Mr. Karzai said he would ask for clarification from Pakistan’s president, when the two men meet later this month, on whether Pakistan’s intelligence service was involved in any way. He said he wanted Pakistan’s help in easing ordinary Afghans’ suspicions that Pakistani interests were behind the attack — if not directly organizing it, then at least providing help.
The audacious assassination attempt on Asadullah Khalid, who had been leading the National Directorate of Security since September, has taken out of action an important figure in the war against the insurgency. It took place on Thursday when an unidentified attacker smuggled a bomb into a meeting at a guesthouse in central Kabul with Mr. Khalid.
“We will be seeking a lot of clarifications from Pakistan because we know that this man who came in the name of a guest to meet with Asadullah Khan Khalid came from Pakistan,” Mr. Karzai said at a news conference at the presidential palace here. “We know that for a fact, it is clear.”
The bomb, which Afghan authorities said was concealed around the attacker’s groin, left Mr. Khalid seriously injured.
The Taliban claimed responsibility, but Mr. Karzai said the attack was too sophisticated to be the work of the Taliban alone.

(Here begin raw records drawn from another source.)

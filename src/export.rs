//! JSON input and output.
//!
//! Input is a JSON array of [`RawTextBlock`] objects as produced by the
//! browser collaborator. Output is a pretty-printed JSON array of
//! [`CandidateRecord`] objects.

use std::fs::File;
use std::io::{BufReader, BufWriter, Write};
use std::path::Path;

use crate::block::RawTextBlock;
use crate::error::{ExportError, HarvestResult};
use crate::record::CandidateRecord;

/// Reads a block file.
pub fn read_blocks(path: impl AsRef<Path>) -> HarvestResult<Vec<RawTextBlock>> {
    let path = path.as_ref();
    let file = File::open(path).map_err(|e| ExportError::io(path, e))?;
    let blocks: Vec<RawTextBlock> =
        serde_json::from_reader(BufReader::new(file)).map_err(|e| ExportError::json(path, e))?;
    tracing::info!(path = %path.display(), blocks = blocks.len(), "Read blocks");
    Ok(blocks)
}

/// Writes candidates as an indented JSON array.
pub fn write_candidates(path: impl AsRef<Path>, candidates: &[CandidateRecord]) -> HarvestResult<()> {
    let path = path.as_ref();
    let file = File::create(path).map_err(|e| ExportError::io(path, e))?;
    let mut writer = BufWriter::new(file);
    to_writer(&mut writer, candidates).map_err(|e| ExportError::json(path, e))?;
    writer.flush().map_err(|e| ExportError::io(path, e))?;
    tracing::info!(
        path = %path.display(),
        candidates = candidates.len(),
        "Wrote candidates"
    );
    Ok(())
}

/// Serializes candidates to any writer, pretty-printed with a trailing newline.
pub fn to_writer<W: Write>(mut writer: W, candidates: &[CandidateRecord]) -> serde_json::Result<()> {
    serde_json::to_writer_pretty(&mut writer, candidates)?;
    writer.write_all(b"\n").map_err(serde_json::Error::io)
}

“This is not the work of Taliban,” he said. “This is a very professional and well-engineered attack. Taliban are not able to do this, but there are strong and skilled hands involved in the attack.”

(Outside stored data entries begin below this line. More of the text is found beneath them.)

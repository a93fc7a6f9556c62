//! # candidate-harvest
//!
//! Turns loosely structured text scraped from a paginated recruiting search
//! into deduplicated, structured candidate profiles.
//!
//! ## Pipeline
//!
//! - **Classifier**: decides whether a raw text block is a profile and extracts
//!   name, position, experience, location, links, education and skills.
//! - **Sanitizer**: repairs fields the classifier filed in the wrong place and
//!   drops leftover UI elements.
//! - **Resolver**: merges records of the same person across pages by GitHub,
//!   LinkedIn, name, then position and location.
//!
//! All three stages are pure transforms over a compiled [`Matchers`] set built
//! from an injectable [`Vocabulary`].
//!
//! ## Usage
//!
//! ```rust
//! use candidate_harvest::{Pipeline, RawTextBlock};
//!
//! let block = RawTextBlock::new(
//!     1,
//!     ["Jane Doe", "Senior Software Engineer", "5 years experience", "Berkeley"],
//! )
//! .with_github("https://github.com/janed");
//!
//! let report = Pipeline::default().run_blocks(vec![block])?;
//! assert_eq!(report.candidates[0].name, "Jane Doe");
//! assert_eq!(report.candidates[0].location, "Berkeley, California");
//! # Ok::<(), candidate_harvest::HarvestError>(())
//! ```

#![warn(missing_docs)]
#![warn(clippy::all)]
#![warn(clippy::pedantic)]
#![allow(clippy::module_name_repetitions)]

// Data model
pub mod block;
pub mod error;
pub mod record;

// Vocabulary and matching
pub mod matchers;
pub mod vocabulary;

// Stages
pub mod classify;
pub mod resolve;
pub mod sanitize;

// Orchestration and I/O
pub mod config;
pub mod export;
pub mod pipeline;

pub use block::{group_pages, PageBatch, RawTextBlock};
pub use classify::{Classifier, Rejection, Verdict};
pub use config::HarvestConfig;
pub use error::{ConfigError, ExportError, HarvestError, HarvestResult, VocabularyError};
pub use matchers::Matchers;
pub use pipeline::{HarvestReport, HarvestStats, PageOutcome, Pipeline};
pub use record::{CandidateRecord, Field, UNKNOWN_NAME};
pub use resolve::{resolve, resolve_with_report, IdentityKey, ResolutionReport};
pub use sanitize::{SanitizeReport, Sanitizer};
pub use vocabulary::{Vocabulary, SUPPORTED_VERSION};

Mr. Khalid, in his ascendancy to the top of the Afghan intelligence service, had emerged as one of the Taliban’s fiercest opponents and was also a strong critic of Pakistan’s influence in the country.

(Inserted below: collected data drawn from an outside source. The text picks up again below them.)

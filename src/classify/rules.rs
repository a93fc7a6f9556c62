//! Field-extraction rules applied in order to each accepted block.

use crate::block::RawTextBlock;
use crate::matchers::Matchers;
use crate::record::CandidateRecord;

/// A title line must be longer than this many characters.
pub const MIN_TITLE_CHARS: usize = 5;

/// Signature shared by every field rule.
pub type FieldTransform = fn(&Matchers, &RawTextBlock, CandidateRecord) -> CandidateRecord;

/// One named step of field extraction.
#[derive(Clone, Copy)]
pub struct FieldRule {
    /// Stable rule name, used in logs.
    pub name: &'static str,
    /// Pure transform from the partial record to the next one.
    pub apply: FieldTransform,
}

impl std::fmt::Debug for FieldRule {
    fn fmt(&self, f: &mut std::fmt::Formatter<'_>) -> std::fmt::Result {
        f.debug_struct("FieldRule").field("name", &self.name).finish()
    }
}

/// Field rules in evaluation order.
///
/// Each rule only reads the block and writes its own fields, so the order here
/// only matters for logging; it is kept fixed so it can be asserted on.
pub const FIELD_RULES: &[FieldRule] = &[
    FieldRule {
        name: "name_and_position",
        apply: name_and_position,
    },
    FieldRule {
        name: "experience",
        apply: experience,
    },
    FieldRule {
        name: "location",
        apply: location,
    },
    FieldRule {
        name: "links",
        apply: links,
    },
    FieldRule {
        name: "education",
        apply: education,
    },
    FieldRule {
        name: "skills",
        apply: skills,
    },
];

fn is_proper_name(m: &Matchers, line: &str) -> bool {
    m.has_name_shape(line) && !m.has_job_keyword(line)
}

fn is_title(m: &Matchers, line: &str) -> bool {
    m.has_job_keyword(line) && line.chars().count() > MIN_TITLE_CHARS
}

/// Line 0 is either the name (then the first later title line is the position)
/// or the position (then the first later proper-name line is the name).
pub(crate) fn name_and_position(
    m: &Matchers,
    block: &RawTextBlock,
    record: CandidateRecord,
) -> CandidateRecord {
    let Some((first, rest)) = block.lines.split_first() else {
        return record;
    };

    if is_proper_name(m, first) {
        let record = record.with_name(first.as_str());
        match rest.iter().find(|line| is_title(m, line)) {
            Some(position) => record.with_position(position.as_str()),
            None => record,
        }
    } else if is_title(m, first) {
        let record = record.with_position(first.as_str());
        match rest.iter().find(|line| is_proper_name(m, line)) {
            Some(name) => record.with_name(name.as_str()),
            None => record,
        }
    } else {
        record
    }
}

pub(crate) fn experience(
    m: &Matchers,
    block: &RawTextBlock,
    record: CandidateRecord,
) -> CandidateRecord {
    match block.lines.iter().find_map(|line| m.experience(line)) {
        Some(years) => record.with_experience(years),
        None => record,
    }
}

pub(crate) fn location(
    m: &Matchers,
    block: &RawTextBlock,
    record: CandidateRecord,
) -> CandidateRecord {
    match block.lines.iter().find_map(|line| m.location(line)) {
        Some(place) => record.with_location(place),
        None => record,
    }
}

/// Links come from the block's anchors, never from its text.
pub(crate) fn links(
    _m: &Matchers,
    block: &RawTextBlock,
    mut record: CandidateRecord,
) -> CandidateRecord {
    if let Some(url) = block.github_url.as_deref().filter(|u| !u.is_empty()) {
        record = record.with_github(url);
    }
    if let Some(url) = block.linkedin_url.as_deref().filter(|u| !u.is_empty()) {
        record = record.with_linkedin(url);
    }
    record
}

pub(crate) fn education(
    m: &Matchers,
    block: &RawTextBlock,
    record: CandidateRecord,
) -> CandidateRecord {
    match block.lines.iter().find(|line| m.is_education(line)) {
        Some(line) => record.with_education(line.as_str()),
        None => record,
    }
}

pub(crate) fn skills(
    m: &Matchers,
    block: &RawTextBlock,
    record: CandidateRecord,
) -> CandidateRecord {
    let found: Vec<&str> = block
        .lines
        .iter()
        .flat_map(|line| m.skills_in(line))
        .collect();
    record.with_skills(found)
}

#[cfg(test)]
mod tests {
    use super::*;

    fn apply(rule: FieldTransform, lines: &[&str]) -> CandidateRecord {
        let block = RawTextBlock::new(1, lines.iter().copied());
        rule(&Matchers::builtin(), &block, CandidateRecord::new(1))
    }

    #[test]
    fn name_first_then_position() {
        let r = apply(
            name_and_position,
            &["Jane Doe", "Stanford", "Staff Software Engineer"],
        );
        assert_eq!(r.name, "Jane Doe");
        assert_eq!(r.position, "Staff Software Engineer");
    }

    #[test]
    fn position_first_then_name() {
        let r = apply(name_and_position, &["Data Engineer @ Acme", "Bob Stone"]);
        assert_eq!(r.position, "Data Engineer @ Acme");
        assert_eq!(r.name, "Bob Stone");
    }

    #[test]
    fn name_with_job_keyword_is_not_a_name() {
        // "Head" is a job keyword even though the shape fits.
        let r = apply(name_and_position, &["Head Coach", "Jane Doe"]);
        assert_eq!(r.position, "Head Coach");
        assert_eq!(r.name, "Jane Doe");
    }

    #[test]
    fn short_title_is_ignored() {
        let r = apply(name_and_position, &["Lead", "Jane Doe"]);
        assert!(r.has_unknown_name());
        assert!(r.position.is_empty());
    }

    #[test]
    fn neither_name_nor_title() {
        let r = apply(name_and_position, &["94% match", "Jane Doe"]);
        assert!(r.has_unknown_name());
        assert!(r.position.is_empty());
    }

    #[test]
    fn experience_first_line_wins() {
        let r = apply(experience, &["Jane Doe", "3y experience", "10 years total"]);
        assert_eq!(r.experience, "3 years");
    }

    #[test]
    fn location_appends_state() {
        let r = apply(location, &["Jane Doe", "Mountain View"]);
        assert_eq!(r.location, "Mountain View, California");
    }

    #[test]
    fn links_copied_from_anchors() {
        let block = RawTextBlock::new(1, ["Jane Doe"])
            .with_github("https://github.com/janed")
            .with_linkedin("");
        let r = links(&Matchers::builtin(), &block, CandidateRecord::new(1));
        assert_eq!(r.github, "https://github.com/janed");
        assert!(r.linkedin.is_empty());
    }

    #[test]
    fn education_first_match() {
        let r = apply(
            education,
            &["Jane Doe", "B.S. Computer Science, UC Berkeley", "PhD dropout"],
        );
        assert_eq!(r.education, "B.S. Computer Science, UC Berkeley");
    }

    #[test]
    fn skills_unioned_across_lines() {
        let r = apply(skills, &["Rust and Python", "python, Docker", "Machine Learning"]);
        let got: Vec<&str> = r.skills.iter().map(String::as_str).collect();
        assert_eq!(got, vec!["Docker", "Machine Learning", "Python", "Rust"]);
    }

    #[test]
    fn rule_order_is_fixed() {
        let names: Vec<&str> = FIELD_RULES.iter().map(|r| r.name).collect();
        assert_eq!(
            names,
            vec!["name_and_position", "experience", "location", "links", "education", "skills"]
        );
    }
}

Mr. Karzai provided no evidence linking the attack to Pakistan. The government regularly accuses Pakistan of involvement in attacks, and has done so after assaults on other senior Afghan officials in recent years.
The president drew a distinction between different groups of the Taliban and said some were clearly controlled by the intelligence agencies of neighboring countries, although he said he had no evidence of where. “This is the work of a complicated, sophisticated and professional intelligence agency,” he said.
Mr. Karzai also said the attack was an effort to undermine progress toward meaningful negotiations. “Whenever the peace talks are getting closer to a conclusion or success being achieved in the peace process or hopes being achieved, we face such attacks,” he said.
Many Afghans have raised questions about how an attacker could get so close to such a powerful man regarded as an extremely sophisticated operator.
Mr. Karzai admitted that a security screening had failed, but the government’s statement that the bomb was concealed around the attacker’s groin suggests why it was not detected: an invasive search would have violated Afghanistan’s traditional mores.
Mr. Karzai said Mr. Khalid himself had prevented a more thorough search out of respect for his guest and Afghan tradition.
Mr. Karzai also said Mr. Khalid had told him the evening before the attack about the planned meeting. There was no information about who the attacker was, but Mr. Khalid told him that he hoped the meeting would advance the country’s peace and security, the president said.
Mr. Karzai visited Mr. Khalid on Thursday at a hospital in Kabul before he was taken to better medical facilities at Bagram Air Base, one of the largest coalition bases in Afghanistan.
According to Western officials, Mr. Khalid has serious abdominal injuries and will need multiple operations. Mr. Karzai on Saturday offered few details of the injuries, but said that Mr. Khalid was improving and was now fully conscious and able to speak, and move his hands.